Throw Your Voice 2025

April 9, 2025
University of Southern California
Meghanne Barker (University College London)
The Ethnography Studio co-sponsored with the USC Department of Anthropology a talk by Dr. Meghanne Barker (University College London) titled, “Throw Your Voice: Suspended Animations in Kazakhstani Childhoods,” based on Meghanne’s recent book of the same name (Cornell University Press, 2024).
Throw Your Voice is a story of loss and recovery. It relates how children placed in a temporary care institution make sense of their situations. Moving between a Kazakhstan government children’s home, Hope House, and the Almaty State Puppet Theater, Meghanne Barker shows how children, and puppets, as proxies, bring to life ideologies of childhood and visions of a rosy future. Sites and stories run in parallel. Framed by the narrative of Anton Chekhov’s “Kashtanka,” about a lost dog taken in by a kind stranger, the author follows the story’s staging at the puppet theater. At Hope House, children find themselves on a path similar to Kashtanka, dislodged from their first homes to reside in a second. The heart of this story is about living in displacement and about the fragile intimacies achieved amidst conditions of missing. Whether due to war, migration, or pandemic, people get separated from those closest to them. Throw Your Voice examines how strangers become familiar, and how objects mediate precarious ties. She shows how people use fantasy to mitigate loss.

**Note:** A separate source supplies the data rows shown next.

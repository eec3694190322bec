use http::HeaderValue;
use quickserve::{BoxError, RequestContext, Routes, Server, handler_fn};
use serde::Serialize;
use tracing::{Level, info};
use tracing_subscriber::FmtSubscriber;

#[derive(Serialize)]
struct Greeting {
    message: String,
}

// curl -v http://127.0.0.1:1999/hello?name=world
async fn hello(ctx: &mut RequestContext) -> Result<(), BoxError> {
    let greeting = Greeting { message: format!("you asked for {}", ctx.target()) };
    ctx.respond(serde_json::to_string(&greeting)?).await;
    Ok(())
}

async fn root(ctx: &mut RequestContext) -> Result<(), BoxError> {
    ctx.respond_with("hello world\r\n", HeaderValue::from_static("text/plain")).await;
    Ok(())
}

#[tokio::main]
async fn main() {
    let subscriber = FmtSubscriber::builder().with_max_level(Level::INFO).finish();
    tracing::subscriber::set_global_default(subscriber).expect("setting default subscriber failed");

    let routes = Routes::builder()
        .route("", handler_fn(root))
        .route("hello", handler_fn(hello))
        .build();

    let mut server = Server::builder().routes(routes).build().expect("routes are set");

    let url = server.start().await.expect("bind 127.0.0.1:1999");
    info!(%url, "serving");

    tokio::signal::ctrl_c().await.expect("listen for ctrl-c");
    server.stop();
}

Meghanne Barker received her PhD in cultural anthropology, with a focus on linguistic anthropology, from the University of Michigan in 2017, with her dissertation entitled, Framing the Fantastic: Animating Childhood in Contemporary Kazakhstan. Prior to arriving at UCL, Barker held posts as an LSE Fellow in the Department of Media and Communications at London School of Economics and Political Science, and as a Harper-Schmidt Fellow and Collegiate Assistant Professor in Social Sciences at the University of Chicago.